It's a reasonable question from school garden admirers and skeptics alike: what happens to the garden during summer vacation?
The answer? We're working on that. So much of school
gardening is an experiment, a never-finished work-in-progress (which, of course, is part of why it is such a powerful, engaging educational tool) and the question of summer maintenance fits right in with the theme. The ever-evolving list of solutions is creative, exciting, and always welcome to newcomers.

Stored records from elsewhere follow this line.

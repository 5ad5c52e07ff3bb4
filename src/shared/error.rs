//! Shared Error Types
//!
//! This module defines the error taxonomy of the sync layer. Every failure a
//! queued mutation can run into is expressed as a [`SyncError`] so the discard
//! policy can classify it and the original caller can be handed the same value.
//!
//! # Error Categories
//!
//! - `Network` - transport-level failure; retried unless marked permanent
//! - `GraphQL` - backend-reported errors (business errors and write conflicts)
//! - `Validation` - rejected by this crate before reaching the network
//! - `Patch` - a queued payload could not be rewritten or applied to the cache
//! - `Storage` / `Serialization` - local persistence failures
//!
//! # Usage
//!
//! ```rust
//! use xfsync::shared::error::SyncError;
//!
//! let error = SyncError::validation("variables", "Variables must be an object");
//! assert!(error.is_client_validation());
//! ```
//!
//! All variants are `Clone` so a single failure can reach both the discard
//! policy and the caller's completion channel.
use crate::shared::config::ConfigError;
use crate::shared::graphql::GraphQLError;
use serde_json::Value;
use thiserror::Error;

/// Result type alias for sync operations
pub type Result<T> = std::result::Result<T, SyncError>;

/// Errors produced by the offline sync layer
#[derive(Debug, Error, Clone)]
pub enum SyncError {
    /// Transport failure (connection refused, timeout, 5xx)
    #[error("Network error: {message}")]
    Network {
        /// Human-readable error message
        message: String,
        /// Set when retrying cannot succeed (e.g. 4xx responses)
        permanent: bool,
    },

    /// Errors reported by the GraphQL backend
    #[error("GraphQL error: {}", format_graphql_errors(.errors))]
    GraphQL {
        /// Errors from the response envelope
        errors: Vec<GraphQLError>,
    },

    /// Client-side validation failure
    #[error("Validation error in field '{field}': {message}")]
    Validation {
        /// The field that failed validation
        field: String,
        /// Human-readable error message
        message: String,
    },

    /// Failure rewriting or applying a payload
    #[error("Patch error: {message}")]
    Patch {
        /// Human-readable error message
        message: String,
    },

    /// Query result not present in the local cache
    #[error("Cache miss: {key}")]
    CacheMiss {
        /// Cache key that was looked up
        key: String,
    },

    /// Local storage failure
    #[error("Storage error: {message}")]
    Storage {
        /// Human-readable error message
        message: String,
    },

    /// JSON serialization or deserialization error
    #[error("Serialization error: {message}")]
    Serialization {
        /// Human-readable error message
        message: String,
    },

    /// Invalid configuration
    #[error("Configuration error: {message}")]
    Config {
        /// Human-readable error message
        message: String,
    },
}

fn format_graphql_errors(errors: &[GraphQLError]) -> String {
    errors
        .iter()
        .map(ToString::to_string)
        .collect::<Vec<_>>()
        .join("; ")
}

impl SyncError {
    /// Create a transient network error
    pub fn network(message: impl Into<String>) -> Self {
        Self::Network {
            message: message.into(),
            permanent: false,
        }
    }

    /// Create a network error that must not be retried
    pub fn permanent_network(message: impl Into<String>) -> Self {
        Self::Network {
            message: message.into(),
            permanent: true,
        }
    }

    /// Create a backend error from response errors
    pub fn graphql(errors: Vec<GraphQLError>) -> Self {
        Self::GraphQL { errors }
    }

    /// Create a new validation error
    pub fn validation(field: impl Into<String>, message: impl Into<String>) -> Self {
        Self::Validation {
            field: field.into(),
            message: message.into(),
        }
    }

    /// Create a new patch error
    pub fn patch(message: impl Into<String>) -> Self {
        Self::Patch {
            message: message.into(),
        }
    }

    /// Create a new storage error
    pub fn storage(message: impl Into<String>) -> Self {
        Self::Storage {
            message: message.into(),
        }
    }

    /// Create a new serialization error
    pub fn serialization(message: impl Into<String>) -> Self {
        Self::Serialization {
            message: message.into(),
        }
    }

    /// The first error reporting a rejected conditional write, if any
    pub fn conflict(&self) -> Option<&GraphQLError> {
        match self {
            Self::GraphQL { errors } => errors.iter().find(|e| e.is_conditional_check_failed()),
            _ => None,
        }
    }

    /// Conflicting server data carried by a conditional-check failure
    pub fn conflict_data(&self) -> Option<&Value> {
        self.conflict().and_then(|e| e.data.as_ref())
    }

    /// Whether the backend reported any GraphQL error
    pub fn has_graphql_errors(&self) -> bool {
        matches!(self, Self::GraphQL { errors } if !errors.is_empty())
    }

    /// Whether the error originates from this crate's own validation
    pub fn is_client_validation(&self) -> bool {
        matches!(self, Self::Validation { .. })
    }

    /// Whether retrying can never succeed
    ///
    /// Only network errors can be transient; everything else is permanent.
    pub fn is_permanent(&self) -> bool {
        match self {
            Self::Network { permanent, .. } => *permanent,
            _ => true,
        }
    }
}

impl From<serde_json::Error> for SyncError {
    fn from(err: serde_json::Error) -> Self {
        Self::serialization(format!("JSON error: {}", err))
    }
}

impl From<sqlx::Error> for SyncError {
    fn from(err: sqlx::Error) -> Self {
        Self::storage(err.to_string())
    }
}

impl From<reqwest::Error> for SyncError {
    fn from(err: reqwest::Error) -> Self {
        match err.status() {
            // Timeouts and throttling are worth another attempt
            Some(status) if status.as_u16() == 408 || status.as_u16() == 429 => Self::network(err.to_string()),
            Some(status) if status.is_client_error() => Self::permanent_network(err.to_string()),
            _ if err.is_builder() => Self::permanent_network(err.to_string()),
            _ => Self::network(err.to_string()),
        }
    }
}

impl From<ConfigError> for SyncError {
    fn from(err: ConfigError) -> Self {
        Self::Config {
            message: err.to_string(),
        }
    }
}
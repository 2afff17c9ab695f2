//! Blockchain integration subsystem.
//!
//! # Data Flow
//! ```text
//! ResolvedNetwork (URL, chain ID, local keys)
//!     → wallet.rs (key loading, signer selection)
//!     → client.rs (RPC connection with timeouts, chain ID check)
//!     → transaction.rs (build, broadcast, wait for receipt)
//! ```
//!
//! # Security Constraints
//! - Private keys ONLY from environment variables
//! - Never log private keys or provider API keys
//! - All RPC calls and receipt waits have timeouts

pub mod client;
pub mod transaction;
pub mod types;
pub mod wallet;

pub use client::BlockchainClient;
pub use transaction::TxSender;
pub use types::{BlockchainError, BlockchainResult, RpcTimeouts, TxOutcome};
pub use wallet::{Signer, Wallet};
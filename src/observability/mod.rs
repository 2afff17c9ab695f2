//! Observability subsystem.
//!
//! Every step of a run is a structured `tracing` event (network, contract,
//! address, tx hash). Secrets never appear in fields: keys stay inside
//! `Wallet`, and RPC URLs are logged without path or query.

pub mod logging;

School gardens often follow one of two tracks during the summer: Drawing additional activity to the garden, or planning for a low-maintenance "resting" garden until school resumes in fall. Mixing techniques is, of course, common and encouraged. Here are some of the best ideas we've seen yet:
Ideas for Active Summer Gardens
Summer school or camp programs: Create one, or adapt existing programs to incorporate the garden. Incorporate classroom activities, as well as extra time for cooking, exploring, and reflecting.
Students volunteers or interns: A great way to keep students involved, especially those that really want to dig in beyond short classroom hours. Works well if there is an adult volunteer or staff member available to coordinate students.

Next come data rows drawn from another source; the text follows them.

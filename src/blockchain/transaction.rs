//! Transaction building, broadcasting, and receipt monitoring.
//!
//! # Responsibilities
//! - Build requests from the signer (fixed gas price when configured)
//! - Broadcast through the client's provider
//! - Wait for the receipt under a timeout
//! - Turn failed receipts into errors
//!
//! Nothing here retries: a failed broadcast or a revert ends the run.

use alloy::network::TransactionBuilder;
use alloy::primitives::{Address, Bytes};
use alloy::rpc::types::{TransactionReceipt, TransactionRequest};
use tokio::time::timeout;

use crate::blockchain::client::BlockchainClient;
use crate::blockchain::types::{BlockchainError, BlockchainResult, TxOutcome};
use crate::blockchain::wallet::Signer;

/// Sends transactions on behalf of one signer.
pub struct TxSender {
    client: BlockchainClient,
    signer: Signer,
}

impl TxSender {
    /// Create a new sender.
    pub fn new(client: BlockchainClient, signer: Signer) -> Self {
        Self { client, signer }
    }

    /// Base request carrying the sender and the network's gas price policy.
    fn request(&self) -> TransactionRequest {
        let tx = TransactionRequest::default().with_from(self.signer.address());
        match self.client.network().gas_price {
            Some(gas_price) => tx.with_gas_price(gas_price),
            None => tx,
        }
    }

    /// Deploy creation bytecode and return the outcome with its address.
    pub async fn deploy(&self, label: &str, bytecode: Bytes) -> BlockchainResult<TxOutcome> {
        let tx = self.request().with_deploy_code(bytecode);
        let outcome = self.send(label, tx).await?;
        if outcome.contract_address.is_none() {
            return Err(BlockchainError::MissingContractAddress(label.to_string()));
        }
        Ok(outcome)
    }

    /// Call a contract with pre-encoded calldata.
    pub async fn call(&self, label: &str, to: Address, calldata: Bytes) -> BlockchainResult<TxOutcome> {
        let tx = self.request().with_to(to).with_input(calldata);
        self.send(label, tx).await
    }

    /// Broadcast a request and wait for its receipt.
    async fn send(&self, label: &str, tx: TransactionRequest) -> BlockchainResult<TxOutcome> {
        let timeouts = self.client.timeouts();

        let pending = match timeout(timeouts.request, self.client.provider().send_transaction(tx)).await {
            Ok(Ok(pending)) => pending,
            Ok(Err(e)) => return Err(BlockchainError::Rpc(format!("{} broadcast failed: {}", label, e))),
            Err(_) => return Err(BlockchainError::Timeout(timeouts.request.as_secs())),
        };

        let tx_hash = pending.tx_hash().to_string();
        tracing::info!(tx = %label, tx_hash = %tx_hash, "Transaction broadcast");

        let receipt = pending.with_required_confirmations(timeouts.confirmations).get_receipt();
        let receipt = match timeout(timeouts.receipt, receipt).await {
            Ok(Ok(receipt)) => receipt,
            Ok(Err(e)) => return Err(BlockchainError::Rpc(format!("{} receipt failed: {}", label, e))),
            Err(_) => {
                return Err(BlockchainError::ConfirmationTimeout {
                    tx_hash,
                    secs: timeouts.receipt.as_secs(),
                })
            }
        };

        let outcome = outcome_from_receipt(&receipt);
        if !receipt.status() {
            return Err(BlockchainError::Reverted(format!("{} ({})", label, outcome.tx_hash)));
        }

        tracing::debug!(
            tx = %label,
            block_number = ?outcome.block_number,
            gas_used = outcome.gas_used,
            "Transaction confirmed"
        );

        Ok(outcome)
    }

    /// Get the signer.
    pub fn signer(&self) -> &Signer {
        &self.signer
    }

    /// Get the client.
    pub fn client(&self) -> &BlockchainClient {
        &self.client
    }
}

fn outcome_from_receipt(receipt: &TransactionReceipt) -> TxOutcome {
    TxOutcome {
        tx_hash: receipt.transaction_hash.to_string(),
        block_number: receipt.block_number,
        gas_used: receipt.gas_used,
        contract_address: receipt.contract_address,
    }
}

Other student organizations: Partner with a nearby community center, Boys and Girls Club, 4-H group, Scouting troop, day care, or summer camp. Have one group adopt the garden for the entire summer, or have groups sign up for specific weeks.

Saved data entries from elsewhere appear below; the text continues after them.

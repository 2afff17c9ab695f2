//! Configuration validation.
//!
//! # Responsibilities
//! - Semantic validation (serde handles syntactic)
//! - Check referential integrity (default network exists, networks reference
//!   existing explorers)
//! - Validate value ranges (chain IDs and timeouts > 0)
//!
//! # Design Decisions
//! - Returns all validation errors, not just first
//! - Validation is pure function: DeployConfig → Result<(), Vec<ValidationError>>
//! - Runs before config is accepted into the system

use thiserror::Error;

use crate::config::schema::DeployConfig;

/// A single semantic problem in the configuration.
#[derive(Debug, Clone, PartialEq, Eq, Error)]
pub enum ValidationError {
    #[error("no networks configured")]
    NoNetworks,

    #[error("default network '{0}' is not configured")]
    UnknownDefaultNetwork(String),

    #[error("network '{0}' has chain_id 0")]
    ZeroChainId(String),

    #[error("network '{0}' has an empty url")]
    EmptyUrl(String),

    #[error("network '{network}' references unknown explorer '{explorer}'")]
    UnknownExplorer { network: String, explorer: String },

    #[error("explorer '{0}' has an empty api_url")]
    EmptyExplorerUrl(String),

    #[error("optimizer is enabled with 0 runs")]
    ZeroOptimizerRuns,

    #[error("contract name for '{0}' is empty")]
    EmptyContractName(&'static str),

    #[error("nft and auction contracts share the name '{0}'")]
    DuplicateContractName(String),

    #[error("deploy.{0} must be greater than 0")]
    ZeroTimeout(&'static str),
}

/// Validate a parsed configuration, collecting every error.
pub fn validate_config(config: &DeployConfig) -> Result<(), Vec<ValidationError>> {
    let mut errors = Vec::new();

    if config.networks.is_empty() {
        errors.push(ValidationError::NoNetworks);
    } else if !config.networks.contains_key(&config.default_network) {
        errors.push(ValidationError::UnknownDefaultNetwork(
            config.default_network.clone(),
        ));
    }

    for (name, network) in &config.networks {
        if network.chain_id == 0 {
            errors.push(ValidationError::ZeroChainId(name.clone()));
        }
        if network.url.trim().is_empty() {
            errors.push(ValidationError::EmptyUrl(name.clone()));
        }
        if let Some(explorer) = &network.explorer {
            if !config.explorers.contains_key(explorer) {
                errors.push(ValidationError::UnknownExplorer {
                    network: name.clone(),
                    explorer: explorer.clone(),
                });
            }
        }
    }

    for (name, explorer) in &config.explorers {
        if explorer.api_url.trim().is_empty() {
            errors.push(ValidationError::EmptyExplorerUrl(name.clone()));
        }
    }

    if config.solidity.optimizer_enabled && config.solidity.optimizer_runs == 0 {
        errors.push(ValidationError::ZeroOptimizerRuns);
    }

    let nft = config.contracts.nft.name.trim();
    let auction = config.contracts.auction.name.trim();
    if nft.is_empty() {
        errors.push(ValidationError::EmptyContractName("nft"));
    }
    if auction.is_empty() {
        errors.push(ValidationError::EmptyContractName("auction"));
    }
    if !nft.is_empty() && nft == auction {
        errors.push(ValidationError::DuplicateContractName(nft.to_string()));
    }

    if config.deploy.rpc_timeout_secs == 0 {
        errors.push(ValidationError::ZeroTimeout("rpc_timeout_secs"));
    }
    if config.deploy.receipt_timeout_secs == 0 {
        errors.push(ValidationError::ZeroTimeout("receipt_timeout_secs"));
    }

    if errors.is_empty() {
        Ok(())
    } else {
        Err(errors)
    }
}

#[cfg(test)]
mod tests {
    use super::*;

    #[test]
    fn test_default_config_is_valid() {
        assert!(validate_config(&DeployConfig::default()).is_ok());
    }

    #[test]
    fn test_collects_all_errors() {
        let mut config = DeployConfig::default();
        config.default_network = "mainnet".into();
        config.networks.get_mut("sepolia").unwrap().chain_id = 0;
        config.networks.get_mut("hardhat").unwrap().explorer = Some("nowhere".into());
        config.deploy.rpc_timeout_secs = 0;

        let errors = validate_config(&config).unwrap_err();
        assert_eq!(errors.len(), 4);
        assert!(errors.contains(&ValidationError::UnknownDefaultNetwork("mainnet".into())));
        assert!(errors.contains(&ValidationError::ZeroChainId("sepolia".into())));
        assert!(errors.contains(&ValidationError::UnknownExplorer {
            network: "hardhat".into(),
            explorer: "nowhere".into(),
        }));
        assert!(errors.contains(&ValidationError::ZeroTimeout("rpc_timeout_secs")));
    }

    #[test]
    fn test_no_networks() {
        let mut config = DeployConfig::default();
        config.networks.clear();
        let errors = validate_config(&config).unwrap_err();
        assert_eq!(errors, vec![ValidationError::NoNetworks]);
    }

    #[test]
    fn test_duplicate_contract_names() {
        let mut config = DeployConfig::default();
        config.contracts.auction.name = "SimpleNFT".into();
        let errors = validate_config(&config).unwrap_err();
        assert_eq!(
            errors,
            vec![ValidationError::DuplicateContractName("SimpleNFT".into())]
        );
    }

    #[test]
    fn test_optimizer_disabled_allows_zero_runs() {
        let mut config = DeployConfig::default();
        config.solidity.optimizer_runs = 0;
        assert_eq!(
            validate_config(&config).unwrap_err(),
            vec![ValidationError::ZeroOptimizerRuns]
        );

        config.solidity.optimizer_enabled = false;
        assert!(validate_config(&config).is_ok());
    }
}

Adopt-a-plot: Make garden beds available for families to "adopt" for the summer. You may allow families to keep produce or donate it to pantries, or plant things of their own, as long as the plot is in good shape in the fall.
Create a sign-up sheet for parents, teachers, community members, and Master Gardeners who want to volunteer. Leave specific instructions for each week or time slot. Sign-up Genius
is a great way to stay organized.
Ideas for Summer Gardens at Rest
Plant spring and fall crops
: In Wisconsin, many annual plants
can be harvested before the end of school in spring, and planted again when school begins at the end of August. Try: radishes, leaf lettuce, spinach, cilantro, and green garlic (plant full bulbs in October, harvest like a bunching onion in spring). Photo at right: a radish "snake" with raisin eyes and chive hair.
Plant edible perennials: They come up early in spring, and herbs will last until fall. Try: asparagus, rhubarb, sun-chokes, and herbs such as oregano, thyme, mint, chives, and sorrel. Consider investing in fruit trees for fall harvesting!
Plant low maintenance crops: Anything that is fairly vigorous and drought tolerant is likely to survive with little care and provide a nice fall crop if it gets a good start in spring. Try: tomatoes, tomatillos, ground cherries, potatoes, kale, swiss chard, pumpkins and winter squash, dry beans, and sunflowers.
Consider drip irrigation
: Investing once saves time and water for years. Small timers can be installed for automatic watering. Dripworks
offers how-to materials as well as a discount for schools; home garden centers often have basic supplies and advice. A good candidate for small grants or fundraiser funds.
Mulch: Use straw, hay, or leaf mulch 2-4 inches thick under well-weeded plants or empty beds to help keep in moisture and minimize weeds.
No space is too small. Cover crops improve soil and out-compete most weeds. An oats and peas combination is a good starter. Learn more here.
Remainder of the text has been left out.